(Beginning of Records for the exercise)
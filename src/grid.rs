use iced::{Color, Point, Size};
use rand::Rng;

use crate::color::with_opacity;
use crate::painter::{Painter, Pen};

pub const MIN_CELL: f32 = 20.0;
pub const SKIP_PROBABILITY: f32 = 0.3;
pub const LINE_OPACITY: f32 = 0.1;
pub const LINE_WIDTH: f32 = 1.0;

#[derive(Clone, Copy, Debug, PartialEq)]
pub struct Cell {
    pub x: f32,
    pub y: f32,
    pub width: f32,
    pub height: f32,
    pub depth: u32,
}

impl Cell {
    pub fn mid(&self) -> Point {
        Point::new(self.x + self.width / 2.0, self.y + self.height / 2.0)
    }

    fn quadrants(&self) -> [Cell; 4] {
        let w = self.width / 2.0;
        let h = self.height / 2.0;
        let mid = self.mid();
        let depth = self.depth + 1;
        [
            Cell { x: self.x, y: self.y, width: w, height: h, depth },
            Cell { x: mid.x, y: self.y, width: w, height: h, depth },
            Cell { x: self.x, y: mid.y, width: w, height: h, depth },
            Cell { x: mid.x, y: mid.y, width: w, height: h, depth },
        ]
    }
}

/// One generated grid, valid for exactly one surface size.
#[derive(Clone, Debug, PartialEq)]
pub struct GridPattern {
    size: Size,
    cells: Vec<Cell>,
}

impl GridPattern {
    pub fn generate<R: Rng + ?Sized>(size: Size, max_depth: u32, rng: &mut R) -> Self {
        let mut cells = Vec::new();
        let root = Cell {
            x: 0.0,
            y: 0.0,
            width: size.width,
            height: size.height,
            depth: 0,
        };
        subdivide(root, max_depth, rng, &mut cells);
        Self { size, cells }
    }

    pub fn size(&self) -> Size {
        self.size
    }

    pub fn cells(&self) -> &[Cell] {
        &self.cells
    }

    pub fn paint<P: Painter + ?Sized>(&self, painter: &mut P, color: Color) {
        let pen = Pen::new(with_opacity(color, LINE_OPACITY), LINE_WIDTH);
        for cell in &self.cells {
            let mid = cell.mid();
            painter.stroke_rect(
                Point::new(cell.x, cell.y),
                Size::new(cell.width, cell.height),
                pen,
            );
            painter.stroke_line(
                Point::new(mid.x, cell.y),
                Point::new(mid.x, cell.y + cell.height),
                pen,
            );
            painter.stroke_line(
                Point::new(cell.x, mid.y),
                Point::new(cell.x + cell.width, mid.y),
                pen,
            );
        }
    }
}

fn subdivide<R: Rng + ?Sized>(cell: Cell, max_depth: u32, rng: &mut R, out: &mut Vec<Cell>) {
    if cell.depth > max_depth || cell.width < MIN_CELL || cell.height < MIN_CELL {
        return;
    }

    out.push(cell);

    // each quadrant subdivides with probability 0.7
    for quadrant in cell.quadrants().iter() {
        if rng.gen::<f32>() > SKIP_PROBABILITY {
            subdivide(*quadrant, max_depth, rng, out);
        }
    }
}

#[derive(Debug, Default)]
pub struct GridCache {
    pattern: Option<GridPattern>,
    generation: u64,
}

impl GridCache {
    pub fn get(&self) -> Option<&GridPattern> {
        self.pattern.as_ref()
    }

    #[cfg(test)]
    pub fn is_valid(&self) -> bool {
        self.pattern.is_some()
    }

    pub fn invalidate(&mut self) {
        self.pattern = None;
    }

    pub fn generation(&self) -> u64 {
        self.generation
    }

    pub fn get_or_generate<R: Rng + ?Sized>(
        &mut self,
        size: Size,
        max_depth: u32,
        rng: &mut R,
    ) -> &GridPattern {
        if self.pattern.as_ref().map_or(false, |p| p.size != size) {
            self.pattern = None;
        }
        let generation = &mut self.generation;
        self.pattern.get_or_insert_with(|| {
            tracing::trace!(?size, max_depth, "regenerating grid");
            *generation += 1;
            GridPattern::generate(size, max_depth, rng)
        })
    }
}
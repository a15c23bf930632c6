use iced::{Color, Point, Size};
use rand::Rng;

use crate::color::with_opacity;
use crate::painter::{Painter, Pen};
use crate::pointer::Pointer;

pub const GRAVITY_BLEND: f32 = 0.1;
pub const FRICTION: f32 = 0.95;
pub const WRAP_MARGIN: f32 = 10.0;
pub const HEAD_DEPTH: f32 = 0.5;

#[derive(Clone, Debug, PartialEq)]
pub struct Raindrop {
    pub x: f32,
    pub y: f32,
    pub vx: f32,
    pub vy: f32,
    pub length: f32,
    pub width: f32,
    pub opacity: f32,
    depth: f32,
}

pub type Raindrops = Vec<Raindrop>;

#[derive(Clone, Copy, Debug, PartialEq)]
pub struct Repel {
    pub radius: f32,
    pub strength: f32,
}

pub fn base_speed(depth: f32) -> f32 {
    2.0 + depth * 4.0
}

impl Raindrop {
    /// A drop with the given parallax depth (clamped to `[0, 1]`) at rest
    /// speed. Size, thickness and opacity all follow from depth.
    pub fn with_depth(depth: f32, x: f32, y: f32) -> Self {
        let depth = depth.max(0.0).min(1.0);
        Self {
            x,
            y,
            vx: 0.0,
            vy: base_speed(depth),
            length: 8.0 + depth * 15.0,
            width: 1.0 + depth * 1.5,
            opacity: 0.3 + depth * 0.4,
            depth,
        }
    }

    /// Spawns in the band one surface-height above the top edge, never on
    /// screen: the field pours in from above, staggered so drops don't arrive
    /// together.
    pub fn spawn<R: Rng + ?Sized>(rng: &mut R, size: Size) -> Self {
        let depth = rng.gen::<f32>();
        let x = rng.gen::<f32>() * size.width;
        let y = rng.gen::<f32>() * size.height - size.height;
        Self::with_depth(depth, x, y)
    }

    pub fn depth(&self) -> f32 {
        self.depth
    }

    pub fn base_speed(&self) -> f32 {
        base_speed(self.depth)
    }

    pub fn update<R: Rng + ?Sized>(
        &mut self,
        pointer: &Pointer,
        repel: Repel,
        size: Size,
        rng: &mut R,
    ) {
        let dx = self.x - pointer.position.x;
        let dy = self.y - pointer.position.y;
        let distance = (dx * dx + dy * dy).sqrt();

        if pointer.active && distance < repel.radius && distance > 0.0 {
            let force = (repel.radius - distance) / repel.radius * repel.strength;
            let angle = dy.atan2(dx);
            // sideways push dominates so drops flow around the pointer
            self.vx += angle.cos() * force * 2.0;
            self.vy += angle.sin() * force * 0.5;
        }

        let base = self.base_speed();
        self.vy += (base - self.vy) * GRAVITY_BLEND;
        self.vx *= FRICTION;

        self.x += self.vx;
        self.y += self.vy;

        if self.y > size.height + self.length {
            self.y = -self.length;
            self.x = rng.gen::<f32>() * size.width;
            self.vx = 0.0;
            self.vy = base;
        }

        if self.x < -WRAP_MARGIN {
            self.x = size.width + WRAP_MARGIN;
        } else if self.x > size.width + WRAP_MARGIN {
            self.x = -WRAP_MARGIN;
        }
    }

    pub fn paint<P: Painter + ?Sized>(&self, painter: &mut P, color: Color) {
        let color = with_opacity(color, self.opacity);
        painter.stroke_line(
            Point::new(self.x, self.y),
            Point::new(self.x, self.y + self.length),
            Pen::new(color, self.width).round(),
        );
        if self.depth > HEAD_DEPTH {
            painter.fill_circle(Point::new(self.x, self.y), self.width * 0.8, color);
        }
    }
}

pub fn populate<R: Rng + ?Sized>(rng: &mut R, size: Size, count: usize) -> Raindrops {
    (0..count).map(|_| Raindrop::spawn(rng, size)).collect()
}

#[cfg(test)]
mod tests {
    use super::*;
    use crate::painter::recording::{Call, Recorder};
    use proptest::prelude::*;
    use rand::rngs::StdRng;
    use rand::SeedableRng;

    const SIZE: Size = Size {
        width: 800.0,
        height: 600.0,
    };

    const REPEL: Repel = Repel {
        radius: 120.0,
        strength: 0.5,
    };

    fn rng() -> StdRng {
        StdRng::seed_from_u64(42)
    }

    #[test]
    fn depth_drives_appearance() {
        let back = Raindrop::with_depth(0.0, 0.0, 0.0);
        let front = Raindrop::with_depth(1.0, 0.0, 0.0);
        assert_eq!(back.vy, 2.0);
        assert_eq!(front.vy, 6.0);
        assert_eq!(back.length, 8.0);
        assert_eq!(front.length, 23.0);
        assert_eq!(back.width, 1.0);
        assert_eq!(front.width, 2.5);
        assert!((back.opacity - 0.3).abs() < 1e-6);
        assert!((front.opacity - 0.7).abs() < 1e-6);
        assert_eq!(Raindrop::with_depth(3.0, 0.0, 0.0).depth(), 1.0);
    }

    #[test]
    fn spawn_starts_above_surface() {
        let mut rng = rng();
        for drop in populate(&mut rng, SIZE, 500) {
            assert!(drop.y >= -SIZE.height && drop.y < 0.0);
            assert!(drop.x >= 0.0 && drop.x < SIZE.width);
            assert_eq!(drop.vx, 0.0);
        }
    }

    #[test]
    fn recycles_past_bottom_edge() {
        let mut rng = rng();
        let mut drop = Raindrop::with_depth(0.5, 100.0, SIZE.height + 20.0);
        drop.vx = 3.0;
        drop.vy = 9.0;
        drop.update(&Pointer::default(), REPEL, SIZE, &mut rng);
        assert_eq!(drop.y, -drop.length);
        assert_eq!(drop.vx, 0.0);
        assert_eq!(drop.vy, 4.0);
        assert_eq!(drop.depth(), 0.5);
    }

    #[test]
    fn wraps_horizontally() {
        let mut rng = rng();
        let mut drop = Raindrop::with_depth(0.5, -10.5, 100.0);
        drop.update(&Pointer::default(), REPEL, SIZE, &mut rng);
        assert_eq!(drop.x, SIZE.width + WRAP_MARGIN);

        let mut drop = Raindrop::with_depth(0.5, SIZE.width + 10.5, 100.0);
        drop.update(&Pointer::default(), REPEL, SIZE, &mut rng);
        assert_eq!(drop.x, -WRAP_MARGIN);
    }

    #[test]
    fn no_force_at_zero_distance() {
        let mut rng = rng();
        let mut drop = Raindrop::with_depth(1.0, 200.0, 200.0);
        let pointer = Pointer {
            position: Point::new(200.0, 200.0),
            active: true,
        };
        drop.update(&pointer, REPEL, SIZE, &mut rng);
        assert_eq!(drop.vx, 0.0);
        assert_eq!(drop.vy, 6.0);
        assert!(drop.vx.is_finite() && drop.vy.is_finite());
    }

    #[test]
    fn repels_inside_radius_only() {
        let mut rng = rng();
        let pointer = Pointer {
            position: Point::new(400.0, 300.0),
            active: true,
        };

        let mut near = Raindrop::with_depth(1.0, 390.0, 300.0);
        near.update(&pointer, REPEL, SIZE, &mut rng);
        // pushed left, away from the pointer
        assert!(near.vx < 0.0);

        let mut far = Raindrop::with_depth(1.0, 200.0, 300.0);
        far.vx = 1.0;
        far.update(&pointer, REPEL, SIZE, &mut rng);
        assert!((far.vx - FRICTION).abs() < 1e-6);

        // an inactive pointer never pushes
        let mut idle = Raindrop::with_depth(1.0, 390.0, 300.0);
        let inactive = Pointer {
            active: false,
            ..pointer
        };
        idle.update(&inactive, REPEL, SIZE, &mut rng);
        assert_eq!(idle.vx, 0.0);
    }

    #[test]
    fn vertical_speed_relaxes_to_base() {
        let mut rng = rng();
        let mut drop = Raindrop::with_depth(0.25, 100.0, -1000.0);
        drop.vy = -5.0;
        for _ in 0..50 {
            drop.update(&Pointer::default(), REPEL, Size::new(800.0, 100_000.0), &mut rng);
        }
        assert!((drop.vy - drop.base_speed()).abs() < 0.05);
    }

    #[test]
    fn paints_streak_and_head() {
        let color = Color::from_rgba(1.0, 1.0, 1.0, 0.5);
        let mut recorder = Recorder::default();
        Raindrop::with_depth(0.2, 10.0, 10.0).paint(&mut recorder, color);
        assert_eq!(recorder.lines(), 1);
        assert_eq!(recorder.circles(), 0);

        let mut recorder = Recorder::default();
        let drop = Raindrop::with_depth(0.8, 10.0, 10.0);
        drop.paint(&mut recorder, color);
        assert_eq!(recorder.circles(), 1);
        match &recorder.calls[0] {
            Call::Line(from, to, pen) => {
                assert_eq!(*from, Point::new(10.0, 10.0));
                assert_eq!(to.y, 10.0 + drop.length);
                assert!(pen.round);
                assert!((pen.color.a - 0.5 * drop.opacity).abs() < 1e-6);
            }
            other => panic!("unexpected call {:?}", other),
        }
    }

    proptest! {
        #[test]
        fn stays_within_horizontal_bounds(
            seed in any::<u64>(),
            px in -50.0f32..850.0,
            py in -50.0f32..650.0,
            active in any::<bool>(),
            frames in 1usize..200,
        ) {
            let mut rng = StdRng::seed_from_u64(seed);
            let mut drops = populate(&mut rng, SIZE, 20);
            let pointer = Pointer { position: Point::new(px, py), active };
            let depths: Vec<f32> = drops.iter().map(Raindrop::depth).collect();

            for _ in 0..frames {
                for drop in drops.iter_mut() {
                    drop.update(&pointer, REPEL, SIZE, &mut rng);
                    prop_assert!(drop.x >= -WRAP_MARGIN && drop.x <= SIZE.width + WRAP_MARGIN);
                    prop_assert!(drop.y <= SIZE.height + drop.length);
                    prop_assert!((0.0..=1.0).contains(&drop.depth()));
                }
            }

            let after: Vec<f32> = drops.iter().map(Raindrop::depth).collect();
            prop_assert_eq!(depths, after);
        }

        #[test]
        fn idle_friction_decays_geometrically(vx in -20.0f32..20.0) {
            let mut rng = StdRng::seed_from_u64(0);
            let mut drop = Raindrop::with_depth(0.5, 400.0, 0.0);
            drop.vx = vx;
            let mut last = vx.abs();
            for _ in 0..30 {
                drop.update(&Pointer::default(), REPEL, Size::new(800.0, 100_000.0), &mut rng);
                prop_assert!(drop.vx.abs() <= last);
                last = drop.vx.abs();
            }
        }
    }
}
(End of Records for the exercise)
■ Problem ■
When you reach the line holding "pub const FRICTION: f32 = 0.95;" in the records above, begin reproducing exactly, stop after the line holding "pub fn depth(&self)", and output nothing else.

■ Response ■
pub const FRICTION: f32 = 0.95;
pub const WRAP_MARGIN: f32 = 10.0;
pub const HEAD_DEPTH: f32 = 0.5;

#[derive(Clone, Debug, PartialEq)]
pub struct Raindrop {
    pub x: f32,
    pub y: f32,
    pub vx: f32,
    pub vy: f32,
    pub length: f32,
    pub width: f32,
    pub opacity: f32,
    depth: f32,
}

pub type Raindrops = Vec<Raindrop>;

#[derive(Clone, Copy, Debug, PartialEq)]
pub struct Repel {
    pub radius: f32,
    pub strength: f32,
}

pub fn base_speed(depth: f32) -> f32 {
    2.0 + depth * 4.0
}

impl Raindrop {
    /// A drop with the given parallax depth (clamped to `[0, 1]`) at rest
    /// speed. Size, thickness and opacity all follow from depth.
    pub fn with_depth(depth: f32, x: f32, y: f32) -> Self {
        let depth = depth.max(0.0).min(1.0);
        Self {
            x,
            y,
            vx: 0.0,
            vy: base_speed(depth),
            length: 8.0 + depth * 15.0,
            width: 1.0 + depth * 1.5,
            opacity: 0.3 + depth * 0.4,
            depth,
        }
    }

    /// Spawns in the band one surface-height above the top edge, never on
    /// screen: the field pours in from above, staggered so drops don't arrive
    /// together.
    pub fn spawn<R: Rng + ?Sized>(rng: &mut R, size: Size) -> Self {
        let depth = rng.gen::<f32>();
        let x = rng.gen::<f32>() * size.width;
        let y = rng.gen::<f32>() * size.height - size.height;
        Self::with_depth(depth, x, y)
    }

    pub fn depth(&self) -> f32 {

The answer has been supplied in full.